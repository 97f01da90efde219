//! Sync orchestration
//!
//! Resolves a profile by name and drives push, pull and the two-way dry-run
//! status check through the [`TransferRunner`].

use std::io::Write;

use colored::Colorize;
use devsync_fs::{Profile, ProfileStore};

use crate::Result;
use crate::runner::TransferRunner;
use crate::transfer::{Direction, SyncInvocation};

pub struct SyncEngine<'a> {
    store: &'a ProfileStore,
    transfer: TransferRunner<'a>,
}

impl<'a> SyncEngine<'a> {
    pub fn new(store: &'a ProfileStore, transfer: TransferRunner<'a>) -> Self {
        Self { store, transfer }
    }

    /// Mirror the local tree onto the remote one.
    pub fn push(&self, name: &str, out: &mut dyn Write) -> Result<i32> {
        let profile = self.store.get(name)?;
        self.transfer_once(&profile, Direction::Push, out)
    }

    /// Mirror the remote tree onto the local one.
    pub fn pull(&self, name: &str, out: &mut dyn Write) -> Result<i32> {
        let profile = self.store.get(name)?;
        self.transfer_once(&profile, Direction::Pull, out)
    }

    /// Dry-run both directions and report what each would change.
    ///
    /// The pull check runs even when the push check fails, including when the
    /// transfer tool could not be started. The result is the first error, then
    /// the first nonzero exit code, or 0 when both succeeded.
    pub fn status(&self, name: &str, out: &mut dyn Write) -> Result<i32> {
        let profile = self.store.get(name)?;

        writeln!(
            out,
            "{}",
            "=== Changes to push (local -> remote) ===".cyan().bold()
        )?;
        let push = SyncInvocation::build(&profile, Direction::Push, true);
        let push_result = self.transfer.run(&push, out);
        if let Err(e) = &push_result {
            tracing::warn!(error = %e, "Push check failed, still checking pull");
        }

        writeln!(out)?;
        writeln!(
            out,
            "{}",
            "=== Changes to pull (remote -> local) ===".cyan().bold()
        )?;
        let pull = SyncInvocation::build(&profile, Direction::Pull, true);
        let pull_result = self.transfer.run(&pull, out);

        let push_code = push_result?;
        let pull_code = pull_result?;
        Ok(if push_code != 0 { push_code } else { pull_code })
    }

    fn transfer_once(
        &self,
        profile: &Profile,
        direction: Direction,
        out: &mut dyn Write,
    ) -> Result<i32> {
        let invocation = SyncInvocation::build(profile, direction, false);
        writeln!(
            out,
            "{} {} -> {}",
            direction.verb().cyan().bold(),
            invocation.source,
            invocation.destination
        )?;
        self.transfer.run(&invocation, out)
    }
}
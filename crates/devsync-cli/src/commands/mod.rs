//! Command implementations for devsync-cli

pub mod help;
pub mod init;
pub mod list;
pub mod remove;
pub mod scan;
pub mod sync;

pub use help::run_help;
pub use init::run_init;
pub use list::run_list;
pub use remove::run_remove;
pub use scan::{ScanOptions, run_scan};
pub use sync::{run_pull, run_push, run_status};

* _About this exercise_
Repeat all of the listing above exactly, leaving nothing out.

* _Exercise result_
repository 97f01da90efde219
//! Sync orchestration
//!
//! Resolves a profile by name and drives push, pull and the two-way dry-run
//! status check through the [`TransferRunner`].

use std::io::Write;

use colored::Colorize;
use devsync_fs::{Profile, ProfileStore};

use crate::Result;
use crate::runner::TransferRunner;
use crate::transfer::{Direction, SyncInvocation};

pub struct SyncEngine<'a> {
    store: &'a ProfileStore,
    transfer: TransferRunner<'a>,
}

impl<'a> SyncEngine<'a> {
    pub fn new(store: &'a ProfileStore, transfer: TransferRunner<'a>) -> Self {
        Self { store, transfer }
    }

    /// Mirror the local tree onto the remote one.
    pub fn push(&self, name: &str, out: &mut dyn Write) -> Result<i32> {
        let profile = self.store.get(name)?;
        self.transfer_once(&profile, Direction::Push, out)
    }

    /// Mirror the remote tree onto the local one.
    pub fn pull(&self, name: &str, out: &mut dyn Write) -> Result<i32> {
        let profile = self.store.get(name)?;
        self.transfer_once(&profile, Direction::Pull, out)
    }

    /// Dry-run both directions and report what each would change.
    ///
    /// The pull check runs even when the push check fails, including when the
    /// transfer tool could not be started. The result is the first error, then
    /// the first nonzero exit code, or 0 when both succeeded.
    pub fn status(&self, name: &str, out: &mut dyn Write) -> Result<i32> {
        let profile = self.store.get(name)?;

        writeln!(
            out,
            "{}",
            "=== Changes to push (local -> remote) ===".cyan().bold()
        )?;
        let push = SyncInvocation::build(&profile, Direction::Push, true);
        let push_result = self.transfer.run(&push, out);
        if let Err(e) = &push_result {
            tracing::warn!(error = %e, "Push check failed, still checking pull");
        }

        writeln!(out)?;
        writeln!(
            out,
            "{}",
            "=== Changes to pull (remote -> local) ===".cyan().bold()
        )?;
        let pull = SyncInvocation::build(&profile, Direction::Pull, true);
        let pull_result = self.transfer.run(&pull, out);

        let push_code = push_result?;
        let pull_code = pull_result?;
        Ok(if push_code != 0 { push_code } else { pull_code })
    }

    fn transfer_once(
        &self,
        profile: &Profile,
        direction: Direction,
        out: &mut dyn Write,
    ) -> Result<i32> {
        let invocation = SyncInvocation::build(profile, direction, false);
        writeln!(
            out,
            "{} {} -> {}",
            direction.verb().cyan().bold(),
            invocation.source,
            invocation.destination
        )?;
        self.transfer.run(&invocation, out)
    }
}
filename crates/devsync-cli/src/commands/mod.rs
//! Command implementations for devsync-cli

pub mod help;
pub mod init;
pub mod list;
pub mod remove;
pub mod scan;
pub mod sync;

pub use help::run_help;
pub use init::run_init;
pub use list::run_list;
pub use remove::run_remove;
pub use scan::{ScanOptions, run_scan};
pub use sync::{run_pull, run_push, run_status};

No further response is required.